- _Try it_
When you reach the line containing "let frame = RgbFrame::from(image);" in the entries below, start writing out each line exactly, and stop after the line containing "if let Some(cache_dir)".

- _Records for this exercise_
┄┄┄┄┄┄┄┄┄┄┄┄┄┄┄┄┄┄┄┄

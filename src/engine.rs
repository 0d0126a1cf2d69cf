// 该文件是 Jiannan （剑南东川） 项目的一部分。
// src/engine.rs - 推理引擎定义
//
// 本文件根据 Apache 许可证第 2.0 版（以下简称“许可证”）授权使用；
// 除非遵守该许可证条款，否则您不得使用本文件。
// 您可通过以下网址获取许可证副本：
// http://www.apache.org/licenses/LICENSE-2.0
// 除非适用法律要求或书面同意，根据本许可协议分发的软件均按“原样”提供，
// 不附带任何形式的明示或暗示的保证或条件。
// 有关许可权限与限制的具体条款，请参阅本许可协议。
//
// Copyright (C) 2026 Johann Li <me@qinka.pro>, Wareless Group

use serde::{Deserialize, Serialize};
use thiserror::Error;
use url::Url;

use crate::frame::{RGB_CHANNELS, RgbFrame};

#[cfg(feature = "engine_blob")]
mod blob;
#[cfg(feature = "engine_blob")]
pub use self::blob::{BlobConfigError, BlobEngine, BlobEngineBuilder};

/// 推理引擎，即上下文池中被检出的上下文。
///
/// `analyze` 取 `&mut self`：对底层库的调用只能通过独占检出的
/// 上下文进行，不做任何并发假设。
pub trait Engine: Send {
  fn name(&self) -> &'static str;

  /// 引擎期望的输入尺寸 (宽, 高)
  fn input_size(&self) -> (u32, u32);

  fn analyze(&mut self, tensor: &Tensor) -> Result<Vec<Region>, EngineError>;
}

/// 按需构造引擎上下文，由上下文池在容量内惰性调用。
pub trait EngineBuilder: Send + Sync {
  fn build(&self) -> Result<Box<dyn Engine>, EngineError>;
}

#[derive(Error, Debug)]
pub enum EngineError {
  #[error("张量形状不匹配: 期望 {expected} 字节, 实际 {actual} 字节")]
  ShapeMismatch { expected: usize, actual: usize },
  #[error("引擎故障: {0}")]
  Backend(String),
}

/// 变换阶段产出的 NHWC 字节张量。
#[derive(Debug, Clone)]
pub struct Tensor {
  data: Box<[u8]>,
  width: u32,
  height: u32,
  channels: usize,
}

impl Tensor {
  pub fn from_frame(frame: RgbFrame) -> Self {
    let width = frame.width();
    let height = frame.height();
    Self {
      data: frame.into_nhwc(),
      width,
      height,
      channels: RGB_CHANNELS,
    }
  }

  pub fn width(&self) -> u32 {
    self.width
  }

  pub fn height(&self) -> u32 {
    self.height
  }

  pub fn channels(&self) -> usize {
    self.channels
  }

  pub fn as_nhwc(&self) -> &[u8] {
    &self.data
  }

  pub fn expected_len(&self) -> usize {
    self.channels * (self.width as usize) * (self.height as usize)
  }
}

/// 单个检出区域。
///
/// bbox 为归一化 [x_min, y_min, x_max, y_max]，原点在图像左上角，
/// 相对原始图像；score 取值 [0, 1]；area 为模型输入空间的像素数。
#[derive(Debug, Clone, PartialEq, Serialize, Deserialize)]
pub struct Region {
  pub label: String,
  pub score: f32,
  pub bbox: [f32; 4],
  pub area: u32,
}

#[derive(Error, Debug)]
pub enum EngineSelectError {
  #[error("未知的引擎方案: {0}")]
  UnknownScheme(String),
  #[cfg(feature = "engine_blob")]
  #[error("Blob 引擎配置错误: {0}")]
  Blob(#[from] BlobConfigError),
}

/// 按 URL 方案选择引擎构造器。
pub fn builder_from_url(url: &Url) -> Result<Box<dyn EngineBuilder>, EngineSelectError> {
  #[cfg(feature = "engine_blob")]
  {
    use crate::{FromUrl, FromUrlWithScheme};
    if url.scheme() == BlobEngineBuilder::SCHEME {
      return Ok(Box::new(BlobEngineBuilder::from_url(url)?));
    }
  }

  Err(EngineSelectError::UnknownScheme(url.scheme().to_string()))
}
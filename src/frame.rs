// 该文件是 Jiannan （剑南东川） 项目的一部分。
// src/frame.rs - NHWC 帧定义
//
// 本文件根据 Apache 许可证第 2.0 版（以下简称“许可证”）授权使用；
// 除非遵守该许可证条款，否则您不得使用本文件。
// 您可通过以下网址获取许可证副本：
// http://www.apache.org/licenses/LICENSE-2.0
// 除非适用法律要求或书面同意，根据本许可协议分发的软件均按“原样”提供，
// 不附带任何形式的明示或暗示的保证或条件。
// 有关许可权限与限制的具体条款，请参阅本许可协议。
//
// Copyright (C) 2026 Johann Li <me@qinka.pro>, Wareless Group

use image::RgbImage;

pub const RGB_CHANNELS: usize = 3;

/// 解码后的 RGB 帧，按 NHWC 排布持有像素缓冲。
///
/// 一帧只属于解码它的那次执行，执行结束（无论成败）即随所有权释放，
/// 不跨执行共享。
#[derive(Debug, Clone)]
pub struct RgbFrame {
  data: Box<[u8]>,
  width: u32,
  height: u32,
}

impl RgbFrame {
  pub fn with_shape(width: u32, height: u32) -> Self {
    let size = RGB_CHANNELS * (width as usize) * (height as usize);
    Self {
      data: vec![0u8; size].into_boxed_slice(),
      width,
      height,
    }
  }

  pub fn width(&self) -> u32 {
    self.width
  }

  pub fn height(&self) -> u32 {
    self.height
  }

  pub fn channels(&self) -> usize {
    RGB_CHANNELS
  }

  pub fn as_nhwc(&self) -> &[u8] {
    &self.data
  }

  pub fn into_nhwc(self) -> Box<[u8]> {
    self.data
  }

  /// 转回 `RgbImage` 以便绘制或重新编码。
  pub fn to_rgb_image(&self) -> RgbImage {
    RgbImage::from_raw(self.width, self.height, self.data.to_vec())
      .expect("帧缓冲长度与形状不一致")
  }
}

impl AsMut<[u8]> for RgbFrame {
  fn as_mut(&mut self) -> &mut [u8] {
    &mut self.data
  }
}

impl From<RgbImage> for RgbFrame {
  fn from(image: RgbImage) -> Self {
    let (width, height) = image.dimensions();
    Self {
      data: image.into_raw().into_boxed_slice(),
      width,
      height,
    }
  }
}

#[cfg(test)]
mod tests {
  use super::*;

  #[test]
  fn frame_from_rgb_image_keeps_shape_and_layout() {
    let mut image = RgbImage::new(4, 2);
    image.put_pixel(3, 1, image::Rgb([10, 20, 30]));

    let frame = RgbFrame::from(image);
    assert_eq!(frame.width(), 4);
    assert_eq!(frame.height(), 2);
    assert_eq!(frame.as_nhwc().len(), 4 * 2 * RGB_CHANNELS);

    // NHWC: 最后一个像素位于缓冲末尾
    let tail = &frame.as_nhwc()[frame.as_nhwc().len() - 3..];
    assert_eq!(tail, &[10, 20, 30]);
  }

  #[test]
  fn frame_round_trips_through_rgb_image() {
    let mut frame = RgbFrame::with_shape(3, 3);
    frame.as_mut()[0] = 255;

    let image = frame.to_rgb_image();
    assert_eq!(image.get_pixel(0, 0)[0], 255);
    assert_eq!(RgbFrame::from(image).as_nhwc()[0], 255);
  }
}
use clap::Parser;
use protodex::{
    cli::args::{CliArgs, Command, DepsCommand},
    Protodex,
};

fn main() {
    let cli_args = CliArgs::parse();

    let default_filter = if cli_args.verbose { "debug" } else { "info" };
    env_logger::Builder::from_env(env_logger::Env::default().default_filter_or(default_filter))
        .init();

    if let Err(e) = run(cli_args) {
        log::error!("{:#}", e);
        std::process::exit(1);
    }
}

fn run(cli_args: CliArgs) -> anyhow::Result<()> {
    let mut builder = Protodex::builder().root(&cli_args.root);
    if let Some(config) = &cli_args.config {
        builder = builder.config_file(config);
    }
    if let Some(cache_dir) = &cli_args.cache_dir {
        builder = builder.cache_directory(cache_dir);
    }
    let protodex = builder.try_build()?;

    match cli_args.cmd {
        Command::Init { name } => protodex.init(name),
        Command::Generate {
            language,
            source,
            output,
        } => protodex.generate(language.as_deref(), &source, output.as_deref()),
        Command::Validate => protodex.validate(),
        Command::Pull { reference, output } => protodex.pull(&reference, &output),
        Command::Push { version, dir } => protodex.push(&version, &dir),
        Command::Config => protodex.show_config(),
        Command::Deps { cmd } => match cmd {
            DepsCommand::Resolve => protodex.resolve_dependencies(),
            DepsCommand::List => protodex.list_dependencies(),
            DepsCommand::Add {
                name,
                source,
                resolve,
            } => protodex.add_dependency(&name, &source, resolve),
            DepsCommand::Cached => protodex.list_cached(),
            DepsCommand::Clear => protodex.clear_cache(),
        },
    }
}
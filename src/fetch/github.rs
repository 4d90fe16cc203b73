use std::{
    fs,
    path::{Path, PathBuf},
};

use log::{debug, info};

use crate::{archive, model::source::SourceDescriptor};

use super::{FetchErrorKind, FetchTarget, Fetcher};

/// `owner/repo` plus an optional subdirectory inside the repository.
#[derive(Debug, Clone, PartialEq, Eq)]
pub(super) struct GitHubCoordinate {
    pub owner: String,
    pub repo: String,
    pub subdir: Option<String>,
}

impl GitHubCoordinate {
    /// Accepts `owner/repo`, `github.com/owner/repo`, URL and SSH forms, with
    /// or without a `.git` suffix.
    pub fn parse(locator: &str) -> Result<Self, FetchErrorKind> {
        let invalid = || FetchErrorKind::InvalidGitHubLocator(locator.to_owned());

        let mut rest = locator.trim();
        for prefix in ["https://", "http://", "ssh://", "git@"] {
            if let Some(stripped) = rest.strip_prefix(prefix) {
                rest = stripped;
                break;
            }
        }
        for host in ["github.com/", "github.com:"] {
            if let Some(stripped) = rest.strip_prefix(host) {
                rest = stripped;
                break;
            }
        }

        let mut segments = rest.split('/').filter(|segment| !segment.is_empty());
        let owner = segments.next().ok_or_else(invalid)?;
        let repo = segments.next().ok_or_else(invalid)?;
        let repo = repo.strip_suffix(".git").unwrap_or(repo);
        if repo.is_empty() {
            return Err(invalid());
        }
        let subdir: Vec<&str> = segments.collect();

        Ok(GitHubCoordinate {
            owner: owner.to_owned(),
            repo: repo.to_owned(),
            subdir: if subdir.is_empty() {
                None
            } else {
                Some(subdir.join("/"))
            },
        })
    }

    /// Tags are recognised by their `v` prefix, anything else is a branch.
    pub fn archive_url(&self, base: &str, version: &str) -> String {
        let version = if version.is_empty() { "main" } else { version };
        let kind = if version.starts_with('v') {
            "tags"
        } else {
            "heads"
        };
        format!(
            "{}/{}/{}/archive/refs/{kind}/{version}.zip",
            base.trim_end_matches('/'),
            self.owner,
            self.repo
        )
    }
}

/// Maps an entry of a GitHub archive to its path under the destination.
///
/// `root` is the archive's single top-level directory. With a subdirectory,
/// only entries below it are kept.
fn map_entry(name: &str, root: Option<&str>, subdir: Option<&str>) -> Option<PathBuf> {
    let relative = match root {
        Some(root) => name.strip_prefix(root)?,
        None => name,
    };
    let relative = match subdir {
        Some(subdir) => relative.strip_prefix(subdir)?.strip_prefix('/')?,
        None => relative,
    };
    if relative.is_empty() {
        None
    } else {
        Some(PathBuf::from(relative))
    }
}

impl Fetcher {
    pub(super) fn fetch_github(
        &self,
        descriptor: &SourceDescriptor,
        dest: &Path,
    ) -> Result<(), FetchErrorKind> {
        let coordinate = GitHubCoordinate::parse(descriptor.locator())?;
        let target = FetchTarget::new(dest);
        if target.is_fetched() {
            info!("Source already fetched to {}", dest.display());
            return Ok(());
        }

        let url = coordinate.archive_url(&self.endpoints.github, descriptor.version_ref());
        info!("Downloading from {url}...");
        let archive = archive::download(&self.client, &url)?;
        let root = archive::archive_root(archive.path())?;
        debug!("Archive root of {url} is {root:?}");

        fs::create_dir_all(dest)?;
        let subdir = coordinate.subdir.as_deref();
        let extracted = archive::extract_zip(archive.path(), dest, |name| {
            map_entry(name, root.as_deref(), subdir)
        })?;
        debug!("Extracted {extracted} files into {}", dest.display());

        target.mark_fetched(descriptor.raw())?;
        Ok(())
    }
}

┄┄┄┄┄┄┄┄┄┄┄┄┄┄┄┄┄┄┄┄

- _Solution to this exercise_
    let frame = RgbFrame::from(image);
    assert_eq!(frame.width(), 4);
    assert_eq!(frame.height(), 2);
    assert_eq!(frame.as_nhwc().len(), 4 * 2 * RGB_CHANNELS);

    // NHWC: 最后一个像素位于缓冲末尾
    let tail = &frame.as_nhwc()[frame.as_nhwc().len() - 3..];
    assert_eq!(tail, &[10, 20, 30]);
  }

  #[test]
  fn frame_round_trips_through_rgb_image() {
    let mut frame = RgbFrame::with_shape(3, 3);
    frame.as_mut()[0] = 255;

    let image = frame.to_rgb_image();
    assert_eq!(image.get_pixel(0, 0)[0], 255);
    assert_eq!(RgbFrame::from(image).as_nhwc()[0], 255);
  }
}
use clap::Parser;
use protodex::{
    cli::args::{CliArgs, Command, DepsCommand},
    Protodex,
};

fn main() {
    let cli_args = CliArgs::parse();

    let default_filter = if cli_args.verbose { "debug" } else { "info" };
    env_logger::Builder::from_env(env_logger::Env::default().default_filter_or(default_filter))
        .init();

    if let Err(e) = run(cli_args) {
        log::error!("{:#}", e);
        std::process::exit(1);
    }
}

fn run(cli_args: CliArgs) -> anyhow::Result<()> {
    let mut builder = Protodex::builder().root(&cli_args.root);
    if let Some(config) = &cli_args.config {
        builder = builder.config_file(config);
    }
    if let Some(cache_dir) = &cli_args.cache_dir {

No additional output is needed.